Once you find the line with "validate_crawler_config(&config.crawler)?;" in the data that follows, repeat it and every line after it exactly, through the line with "must contain only".

########

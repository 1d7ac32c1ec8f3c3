use crate::config::types::{Config, CrawlOptions, CrawlerConfig, UserAgentConfig};
use crate::ConfigError;

/// Upper bound on the worker count accepted from configuration
pub const MAX_CONCURRENCY: usize = 256;

/// Validates the entire configuration
pub fn validate(config: &Config) -> Result<(), ConfigError> {
    validate_crawler_config(&config.crawler)?;
    validate_user_agent_config(&config.user_agent)?;
    validate_output_config(config)?;
    Ok(())
}

/// Validates crawler configuration
fn validate_crawler_config(config: &CrawlerConfig) -> Result<(), ConfigError> {
    validate_options(&CrawlOptions::from(config))
}

/// Validates runtime crawl options
///
/// Shared by file-based configuration and CLI overrides.
pub fn validate_options(options: &CrawlOptions) -> Result<(), ConfigError> {
    if options.concurrency < 1 || options.concurrency > MAX_CONCURRENCY {
        return Err(ConfigError::Validation(format!(
            "concurrency must be between 1 and {}, got {}",
            MAX_CONCURRENCY, options.concurrency
        )));
    }

    if options.timeout.as_secs() < 1 {
        return Err(ConfigError::Validation(format!(
            "timeout must be >= 1s, got {:?}",
            options.timeout
        )));
    }

    if options.frontier_capacity < 1 {
        return Err(ConfigError::Validation(
            "frontier_capacity must be >= 1".to_string(),
        ));
    }

    if options.pool_queue_capacity < 1 {
        return Err(ConfigError::Validation(
            "pool_queue_capacity must be >= 1".to_string(),
        ));
    }

    Ok(())
}

/// Validates user agent configuration
fn validate_user_agent_config(config: &UserAgentConfig) -> Result<(), ConfigError> {
    // Validate crawler name: non-empty, alphanumeric + hyphens only
    if config.crawler_name.is_empty() {
        return Err(ConfigError::Validation(
            "crawler_name cannot be empty".to_string(),
        ));
    }

    if !config
        .crawler_name
        .chars()
        .all(|c| c.is_alphanumeric() || c == '-')
    {
        return Err(ConfigError::Validation(format!(
            "crawler_name must contain only alphanumeric characters and hyphens, got '{}'",
            config.crawler_name
        )));
    }

    if config.crawler_version.trim().is_empty() {
        return Err(ConfigError::Validation(
            "crawler_version cannot be empty".to_string(),
        ));
    }

    Ok(())
}

/// Validates output configuration
fn validate_output_config(config: &Config) -> Result<(), ConfigError> {
    if let Some(path) = &config.output.summary_path {
        if path.trim().is_empty() {
            return Err(ConfigError::Validation(
                "summary_path cannot be empty when set".to_string(),
            ));
        }
    }

    Ok(())
}
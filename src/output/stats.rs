//! Crawl statistics aggregation
//!
//! This module provides the default [`StatsSink`]: an in-memory collector that
//! aggregates result records, plus functions for displaying the aggregate.

use crate::output::traits::{StatsSink, WorkResult};
use chrono::{DateTime, Utc};
use std::collections::BTreeMap;
use std::sync::{Mutex, MutexGuard};
use std::time::Duration;

/// A result whose status was not 2xx
#[derive(Debug, Clone, PartialEq, Eq)]
pub struct FailedPage {
    pub url: String,
    pub parent_url: String,
    pub status_code: u16,
}

/// Crawl statistics summary
#[derive(Debug, Clone, Default)]
pub struct CrawlStatistics {
    /// Number of result records received
    pub total_results: u64,

    /// Sum of response sizes
    pub total_bytes: u64,

    /// Count of results by HTTP status code
    pub by_status: BTreeMap<u16, u64>,

    /// Count of results by MIME type (parameters stripped)
    pub by_content_type: BTreeMap<String, u64>,

    /// Count of results by worker id
    pub by_worker: BTreeMap<usize, u64>,

    /// Fastest fetch
    pub min_response_time: Option<Duration>,

    /// Slowest fetch
    pub max_response_time: Option<Duration>,

    /// Sum of all fetch durations
    pub total_response_time: Duration,

    /// Earliest fetch start
    pub first_start: Option<DateTime<Utc>>,

    /// Latest fetch end
    pub last_end: Option<DateTime<Utc>>,

    /// Results with a non-2xx status
    pub failures: Vec<FailedPage>,
}

impl CrawlStatistics {
    /// Folds one result into the aggregate
    pub fn add(&mut self, result: &WorkResult) {
        let duration = result.duration();

        self.total_results += 1;
        self.total_bytes += result.response_size;
        *self.by_status.entry(result.status_code).or_insert(0) += 1;
        *self
            .by_content_type
            .entry(mime_type(&result.content_type))
            .or_insert(0) += 1;
        *self.by_worker.entry(result.worker_id).or_insert(0) += 1;

        self.min_response_time = Some(self.min_response_time.map_or(duration, |d| d.min(duration)));
        self.max_response_time = Some(self.max_response_time.map_or(duration, |d| d.max(duration)));
        self.total_response_time += duration;

        self.first_start = Some(
            self.first_start
                .map_or(result.start_time, |t| t.min(result.start_time)),
        );
        self.last_end = Some(self.last_end.map_or(result.end_time, |t| t.max(result.end_time)));

        if !result.is_success() {
            self.failures.push(FailedPage {
                url: result.url.to_string(),
                parent_url: result.parent_url.to_string(),
                status_code: result.status_code,
            });
        }
    }

    /// Returns the number of 2xx results
    pub fn success_count(&self) -> u64 {
        self.by_status
            .iter()
            .filter(|(status, _)| (200..300).contains(*status))
            .map(|(_, count)| count)
            .sum()
    }

    /// Returns the success rate as a percentage
    pub fn success_rate(&self) -> f64 {
        if self.total_results == 0 {
            return 0.0;
        }
        (self.success_count() as f64 / self.total_results as f64) * 100.0
    }

    /// Returns the mean fetch duration
    pub fn mean_response_time(&self) -> Option<Duration> {
        if self.total_results == 0 {
            return None;
        }
        let count = u32::try_from(self.total_results).unwrap_or(u32::MAX);
        Some(self.total_response_time / count)
    }

    /// Returns the wall-clock span from the first fetch start to the last fetch end
    pub fn wall_time(&self) -> Option<Duration> {
        match (self.first_start, self.last_end) {
            (Some(start), Some(end)) => (end - start).to_std().ok(),
            _ => None,
        }
    }
}

/// Thread-safe [`StatsSink`] that aggregates results in memory
#[derive(Debug, Default)]
pub struct StatsCollector {
    stats: Mutex<CrawlStatistics>,
}

impl StatsCollector {
    /// Creates an empty collector
    pub fn new() -> Self {
        Self::default()
    }

    /// Returns a copy of the current aggregate
    pub fn snapshot(&self) -> CrawlStatistics {
        self.lock().clone()
    }

    /// Returns the number of results recorded so far
    pub fn total_results(&self) -> u64 {
        self.lock().total_results
    }

    fn lock(&self) -> MutexGuard<'_, CrawlStatistics> {
        self.stats
            .lock()
            .unwrap_or_else(|poisoned| poisoned.into_inner())
    }
}

impl StatsSink for StatsCollector {
    fn record(&self, result: WorkResult) {
        self.lock().add(&result);
    }
}

/// Strips parameters from a Content-Type value
fn mime_type(content_type: &str) -> String {
    let mime = content_type.split(';').next().unwrap_or_default().trim();
    if mime.is_empty() {
        "(none)".to_string()
    } else {
        mime.to_ascii_lowercase()
    }
}

/// Prints statistics to stdout in a formatted manner
///
/// # Arguments
///
/// * `stats` - The statistics to display
pub fn print_statistics(stats: &CrawlStatistics) {
    println!("=== Crawl Statistics ===\n");

    println!("Overview:");
    println!("  Pages fetched: {}", stats.total_results);
    println!("  Bytes received: {}", stats.total_bytes);
    if let Some(wall) = stats.wall_time() {
        println!("  Wall time: {:.2}s", wall.as_secs_f64());
    }
    println!();

    if let (Some(min), Some(mean), Some(max)) = (
        stats.min_response_time,
        stats.mean_response_time(),
        stats.max_response_time,
    ) {
        println!("Response Times:");
        println!("  min {:?} / mean {:?} / max {:?}", min, mean, max);
        println!();
    }

    println!("Pages by Status:");
    for (status, count) in &stats.by_status {
        let percentage = (*count as f64 / stats.total_results as f64) * 100.0;
        println!("  {}: {} ({:.1}%)", status, count, percentage);
    }
    println!();

    println!("Pages by Content Type:");
    // Sort by count (descending)
    let mut type_counts: Vec<_> = stats.by_content_type.iter().collect();
    type_counts.sort_by(|a, b| b.1.cmp(a.1));
    for (content_type, count) in type_counts {
        println!("  {}: {}", content_type, count);
    }
    println!();

    if !stats.failures.is_empty() {
        println!("Failed Pages ({}):", stats.failures.len());
        for failure in &stats.failures {
            println!(
                "  - {} {} (linked from {})",
                failure.status_code, failure.url, failure.parent_url
            );
        }
        println!();
    }

    println!(
        "Success Rate: {:.1}% ({} / {} pages)",
        stats.success_rate(),
        stats.success_count(),
        stats.total_results
    );
}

########

- RESPONSE:
    validate_crawler_config(&config.crawler)?;
    validate_user_agent_config(&config.user_agent)?;
    validate_output_config(config)?;
    Ok(())
}

/// Validates crawler configuration
fn validate_crawler_config(config: &CrawlerConfig) -> Result<(), ConfigError> {
    validate_options(&CrawlOptions::from(config))
}

/// Validates runtime crawl options
///
/// Shared by file-based configuration and CLI overrides.
pub fn validate_options(options: &CrawlOptions) -> Result<(), ConfigError> {
    if options.concurrency < 1 || options.concurrency > MAX_CONCURRENCY {
        return Err(ConfigError::Validation(format!(
            "concurrency must be between 1 and {}, got {}",
            MAX_CONCURRENCY, options.concurrency
        )));
    }

    if options.timeout.as_secs() < 1 {
        return Err(ConfigError::Validation(format!(
            "timeout must be >= 1s, got {:?}",
            options.timeout
        )));
    }

    if options.frontier_capacity < 1 {
        return Err(ConfigError::Validation(
            "frontier_capacity must be >= 1".to_string(),
        ));
    }

    if options.pool_queue_capacity < 1 {
        return Err(ConfigError::Validation(
            "pool_queue_capacity must be >= 1".to_string(),
        ));
    }

    Ok(())
}

/// Validates user agent configuration
fn validate_user_agent_config(config: &UserAgentConfig) -> Result<(), ConfigError> {
    // Validate crawler name: non-empty, alphanumeric + hyphens only
    if config.crawler_name.is_empty() {
        return Err(ConfigError::Validation(
            "crawler_name cannot be empty".to_string(),
        ));
    }

    if !config
        .crawler_name
        .chars()
        .all(|c| c.is_alphanumeric() || c == '-')
    {
        return Err(ConfigError::Validation(format!(
            "crawler_name must contain only alphanumeric characters and hyphens, got '{}'",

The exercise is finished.